Continuing with this series of 47 moments in film that I love (Why 47?), today, for #29, we come to a film that I have always loved, in spite of its obvious flaws.
War of the Worlds (2005)
Directed by: Steven Spielberg
A man struggles to keep his children alive in the midst of a ruthless attack by ancient aliens.
Ray Ferrier is an ordinary working guy with a difficult relationship with his ex-wife and two children. While looking after his kids for the weekend, a bizarre lightning storm suddenly strikes all around his New York City neighborhood. When it’s over, the curious locals gather around one spot where something apparently has come down in a nearby intersection.
The crowd gathers around the spot where the lightning has struck, curious by the intense cold of the objects that were hit. Suddenly, there is a noise from below that nobody can explain, and the ground begins to shake. The crack in the ground grows and develops into a huge sinkhole, while people frantically back away, scared for their lives. In the dust, something begins to emerge…something metallic, and huge. Eventually it towers above them, a massive three-legged machine that stands above the buildings. It lets out a bellowing mechanical sound, and then begins to fire an energy weapon, vaporizing anyone it can reach. Ray runs for his life, and by virtue of being pretty fast and extremely lucky, manages to survive, even as cars smash around him and a building partially explodes above his head.
OK, so that description sounds like a bit of a dumb scene in any action film, and in a way it is, but man, it is expertly shot and edited. On one hand, you might think that its surprising the crowd does not completely run away earlier, but on the other hand you can completely imagine that in the face of something so fantastic like what they are seeing, you might also be glued to your seat…at least, until people start disintegrating around you!
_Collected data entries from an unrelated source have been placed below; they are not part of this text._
//! etcd metadata driver
//!
//! A transaction pins the etcd revision current at `begin` and reads at that
//! revision. Writes are buffered and committed in one etcd `Txn` guarded by a
//! `mod_revision` compare on every written key, which gives the same first
//! committer wins behaviour as the in-memory driver.

use super::merge_keys;
use crate::config::ClusterSettings;
use anyhow::{anyhow, Result};
use async_trait::async_trait;
use backoff::{future::retry, ExponentialBackoff};
use etcd_client::{Client, Compare, CompareOp, GetOptions, Txn, TxnOp};
use shardplane_core::{Driver, MaindbError, Transaction};
use std::collections::BTreeMap;
use tracing::{debug, warn};

fn backend(err: etcd_client::Error) -> MaindbError {
    MaindbError::Backend(err.to_string())
}

#[derive(Clone)]
pub struct EtcdDriver {
    client: Client,
}

impl EtcdDriver {
    /// Connect to etcd with exponential backoff
    pub async fn connect(settings: &ClusterSettings) -> Result<Self> {
        let client = connect_client(settings).await?;
        Ok(Self { client })
    }

    pub fn from_client(client: Client) -> Self {
        Self { client }
    }
}

/// Shared by the driver and the etcd membership source.
pub async fn connect_client(settings: &ClusterSettings) -> Result<Client> {
    let backoff = ExponentialBackoff {
        initial_interval: settings.etcd_backoff_initial,
        max_interval: settings.etcd_backoff_max,
        max_elapsed_time: Some(settings.etcd_backoff_max_elapsed),
        multiplier: settings.retry.multiplier,
        ..Default::default()
    };
    let endpoints = &settings.etcd_endpoints;

    retry(backoff, || async {
        match Client::connect(endpoints, None).await {
            Ok(client) => {
                debug!(endpoints = ?endpoints, "Connected to etcd");
                Ok(client)
            }
            Err(e) => {
                warn!(error = %e, "etcd connection failed, retrying");
                Err(backoff::Error::transient(e))
            }
        }
    })
    .await
    .map_err(|e| anyhow!("Failed to connect to etcd after retries: {e}"))
}

#[async_trait]
impl Driver for EtcdDriver {
    async fn begin(&self, read_only: bool) -> Result<Box<dyn Transaction>, MaindbError> {
        let mut client = self.client.clone();
        let response = client
            .get("/", Some(GetOptions::new().with_count_only()))
            .await
            .map_err(backend)?;
        let revision = response
            .header()
            .map(|h| h.revision())
            .ok_or_else(|| MaindbError::Backend("etcd response without header".into()))?;

        Ok(Box::new(EtcdTransaction {
            client,
            revision,
            writes: BTreeMap::new(),
            read_only,
        }))
    }

    async fn check(&self) -> Result<(), MaindbError> {
        let mut client = self.client.clone();
        client.status().await.map_err(backend)?;
        Ok(())
    }
}

pub struct EtcdTransaction {
    client: Client,
    revision: i64,
    writes: BTreeMap<String, Option<Vec<u8>>>,
    read_only: bool,
}

impl EtcdTransaction {
    fn check_writable(&self) -> Result<(), MaindbError> {
        if self.read_only {
            Err(MaindbError::Backend("write in read-only transaction".into()))
        } else {
            Ok(())
        }
    }
}

#[async_trait]
impl Transaction for EtcdTransaction {
    async fn get(&mut self, key: &str) -> Result<Option<Vec<u8>>, MaindbError> {
        if let Some(pending) = self.writes.get(key) {
            return Ok(pending.clone());
        }
        let response = self
            .client
            .get(key, Some(GetOptions::new().with_revision(self.revision)))
            .await
            .map_err(backend)?;
        Ok(response.kvs().first().map(|kv| kv.value().to_vec()))
    }

    async fn set(&mut self, key: &str, value: Vec<u8>) -> Result<(), MaindbError> {
        self.check_writable()?;
        self.writes.insert(key.to_string(), Some(value));
        Ok(())
    }

    async fn delete(&mut self, key: &str) -> Result<(), MaindbError> {
        self.check_writable()?;
        self.writes.insert(key.to_string(), None);
        Ok(())
    }

    async fn keys(
        &mut self,
        prefix: &str,
        count: Option<usize>,
        include_start: bool,
    ) -> Result<Vec<String>, MaindbError> {
        let response = self
            .client
            .get(
                prefix,
                Some(
                    GetOptions::new()
                        .with_prefix()
                        .with_keys_only()
                        .with_revision(self.revision),
                ),
            )
            .await
            .map_err(backend)?;
        let stored = response
            .kvs()
            .iter()
            .map(|kv| String::from_utf8_lossy(kv.key()).into_owned());
        Ok(merge_keys(
            stored,
            &self.writes,
            prefix,
            count,
            include_start,
        ))
    }

    async fn commit(self: Box<Self>) -> Result<(), MaindbError> {
        if self.writes.is_empty() {
            return Ok(());
        }
        let EtcdTransaction {
            mut client,
            revision,
            writes,
            ..
        } = *self;

        let compares: Vec<Compare> = writes
            .keys()
            .map(|key| Compare::mod_revision(key.as_str(), CompareOp::Less, revision + 1))
            .collect();
        let ops: Vec<TxnOp> = writes
            .iter()
            .map(|(key, value)| match value {
                Some(value) => TxnOp::put(key.as_str(), value.clone(), None),
                None => TxnOp::delete(key.as_str(), None),
            })
            .collect();

        let response = client
            .txn(Txn::new().when(compares).and_then(ops))
            .await
            .map_err(backend)?;
        if !response.succeeded() {
            let key = writes.keys().next().cloned().unwrap_or_default();
            return Err(MaindbError::Conflict { key });
        }
        Ok(())
    }

    async fn abort(self: Box<Self>) -> Result<(), MaindbError> {
        Ok(())
    }
}
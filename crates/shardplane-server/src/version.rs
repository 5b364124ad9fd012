//! Build information embedded by `build.rs`

/// Crate version from Cargo.toml
pub const VERSION: &str = env!("CARGO_PKG_VERSION");

/// Git commit SHA (short)
pub const GIT_SHA: &str = env!("VERGEN_GIT_SHA");

pub const GIT_COMMIT_TIMESTAMP: &str = env!("VERGEN_GIT_COMMIT_TIMESTAMP");

pub const GIT_BRANCH: &str = env!("VERGEN_GIT_BRANCH");

/// "true" when the working tree had uncommitted changes
pub const GIT_DIRTY: &str = env!("VERGEN_GIT_DIRTY");

pub const RUSTC_VERSION: &str = env!("VERGEN_RUSTC_SEMVER");

pub const BUILD_TIMESTAMP: &str = env!("VERGEN_BUILD_TIMESTAMP");

pub const TARGET: &str = env!("VERGEN_CARGO_TARGET_TRIPLE");

/// `<version> (<git_sha>[ dirty])`
pub fn full_version() -> String {
    let dirty = if GIT_DIRTY == "true" { " dirty" } else { "" };
    format!("{VERSION} ({GIT_SHA}{dirty})")
}

/// Multi-line build report printed by `shardplane version`.
pub fn build_info() -> String {
    format!(
        "shardplane {}\n\
         commit: {} ({})\n\
         branch: {}\n\
         built:  {}\n\
         rustc:  {}\n\
         target: {}",
        full_version(),
        GIT_SHA,
        GIT_COMMIT_TIMESTAMP,
        GIT_BRANCH,
        BUILD_TIMESTAMP,
        RUSTC_VERSION,
        TARGET
    )
}

#[cfg(test)]
mod tests {
    use super::*;

    #[test]
    fn test_full_version_starts_with_crate_version() {
        assert!(full_version().starts_with(VERSION));
        assert!(build_info().starts_with("shardplane "));
    }
}
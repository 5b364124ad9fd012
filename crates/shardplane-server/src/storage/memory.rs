//! Process-local blob storage

use super::{creation_message, indexing_key, kb_prefix};
use async_trait::async_trait;
use parking_lot::Mutex;
use shardplane_core::{IndexMessage, Resource, Storage, StorageError};
use std::collections::{BTreeMap, BTreeSet, HashMap};

#[derive(Default)]
struct Inner {
    objects: BTreeMap<String, Vec<u8>>,
    scheduled: BTreeSet<String>,
    /// Passes of `delete_kb` that still report a non-empty bucket
    lagging: HashMap<String, u32>,
}

#[derive(Default)]
pub struct MemoryStorage {
    inner: Mutex<Inner>,
}

impl MemoryStorage {
    pub fn new() -> Self {
        Self::default()
    }

    /// Make the next `passes` calls to `delete_kb(kbid)` report leftovers,
    /// like an eventually consistent bucket listing would.
    pub fn lag_bucket_deletion(&self, kbid: &str, passes: u32) {
        self.inner.lock().lagging.insert(kbid.to_string(), passes);
    }

    pub fn object_count(&self, kbid: &str) -> usize {
        let prefix = kb_prefix(kbid);
        self.inner
            .lock()
            .objects
            .keys()
            .filter(|k| k.starts_with(&prefix))
            .count()
    }

    pub fn is_scheduled(&self, kbid: &str) -> bool {
        self.inner.lock().scheduled.contains(kbid)
    }

    fn put(&self, key: &str, resource: &Resource) -> Result<(), StorageError> {
        let payload = serde_json::to_vec(resource)?;
        self.inner.lock().objects.insert(key.to_string(), payload);
        Ok(())
    }
}

#[async_trait]
impl Storage for MemoryStorage {
    async fn indexing(
        &self,
        resource: &Resource,
        txid: i64,
        partition: Option<&str>,
        kb: &str,
        logical_shard: &str,
    ) -> Result<IndexMessage, StorageError> {
        let key = indexing_key(kb, logical_shard, &resource.uuid, &txid.to_string());
        self.put(&key, resource)?;
        Ok(creation_message(resource, txid, None, partition, kb, key))
    }

    async fn reindexing(
        &self,
        resource: &Resource,
        reindex_id: &str,
        partition: Option<&str>,
        kb: &str,
        logical_shard: &str,
    ) -> Result<IndexMessage, StorageError> {
        let key = indexing_key(kb, logical_shard, &resource.uuid, reindex_id);
        self.put(&key, resource)?;
        Ok(creation_message(
            resource,
            -1,
            Some(reindex_id),
            partition,
            kb,
            key,
        ))
    }

    async fn delete_indexing(
        &self,
        resource_uid: &str,
        txid: i64,
        kb: &str,
        logical_shard: &str,
    ) -> Result<(), StorageError> {
        let key = indexing_key(kb, logical_shard, resource_uid, &txid.to_string());
        self.inner.lock().objects.remove(&key);
        Ok(())
    }

    async fn get_indexing(&self, storage_key: &str) -> Result<Resource, StorageError> {
        let inner = self.inner.lock();
        let payload = inner
            .objects
            .get(storage_key)
            .ok_or_else(|| StorageError::NotFound(storage_key.to_string()))?;
        Ok(serde_json::from_slice(payload)?)
    }

    async fn schedule_delete_kb(&self, kbid: &str) -> Result<bool, StorageError> {
        self.inner.lock().scheduled.insert(kbid.to_string());
        Ok(true)
    }

    async fn delete_kb(&self, kbid: &str) -> Result<bool, StorageError> {
        let mut inner = self.inner.lock();
        let prefix = kb_prefix(kbid);
        inner.objects.retain(|k, _| !k.starts_with(&prefix));

        if let Some(passes) = inner.lagging.get_mut(kbid) {
            if *passes > 0 {
                *passes -= 1;
                return Ok(false);
            }
        }
        inner.lagging.remove(kbid);
        inner.scheduled.remove(kbid);
        Ok(true)
    }
}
The whole approach of War of the Worlds is to tell a street-level view of an alien invasion: Ray Ferrier is an ordinary guy in the midst of an unimaginable horror. The filming reflects this style–there are very few aerial shots or images that give a real sense wide context. Instead, everything is immediate and in our face, or looming high above us, threatening our existence.
Sometimes filmmakers might do this to make things easier for themselves; things are obscured so they are easier or cheaper to dramatize. There’s nothing like that going on here. The production value is high, the drama is crystal clear, and we always know exactly where we are and what is going on. It’s just that our perspective is limited to be just like Ray’s, and Ray’s is that of a man on the street, who only knows what is happening around him, or what is so big that it can’t help but to be seen.
I hear a lot of people talking about how they don’t like Tom Cruise as an actor, but he is excellent at this sort of thing. He does a great job playing fear and desperation in the midst of intense action. And Steven Spielberg is a master at pacing and creating a scene. All throughout this sequence, they put is right into the scene–like Ray and the crowd, we are horrified but completely transfixed by the nightmare that is happening in front of us.
War of the Worlds, which is obviously loosely based on the HG Wells novel, is a movie with a lot of problems, but which for me the pacing of individual scenes makes the movie not just worthwhile, but something great. Tom Cruise’s goes on to run into a whole bunch of these moments, showing how this guy who is completely normal in most respects will go to any lengths humanly possible to keep his children alive and safe.